Prompt: Here are some records. Print all of them exactly.

Source data:

== Segment start ==

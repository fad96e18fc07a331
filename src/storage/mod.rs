//! Storage providers
//!
//! - `memory`: in-process map with watchers
//! - `filesystem`: one file per URI, OS-notified watchers
//! - `sqlite`: one row per URI, plus named queries
//! - `schema`: DDL generation from type metadata

pub mod filesystem;
pub mod memory;
pub mod schema;
pub mod sqlite;

pub use filesystem::FileProvider;
pub use memory::MemoryProvider;
pub use schema::create_table_sql;
pub use sqlite::{SqlConfig, SqliteProvider};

== Segment end ==

Solution to this task:
repository fad96e18fc07a331
filename src/storage/mod.rs
//! Storage providers
//!
//! - `memory`: in-process map with watchers
//! - `filesystem`: one file per URI, OS-notified watchers
//! - `sqlite`: one row per URI, plus named queries
//! - `schema`: DDL generation from type metadata

pub mod filesystem;
pub mod memory;
pub mod schema;
pub mod sqlite;

pub use filesystem::FileProvider;
pub use memory::MemoryProvider;
pub use schema::create_table_sql;
pub use sqlite::{SqlConfig, SqliteProvider};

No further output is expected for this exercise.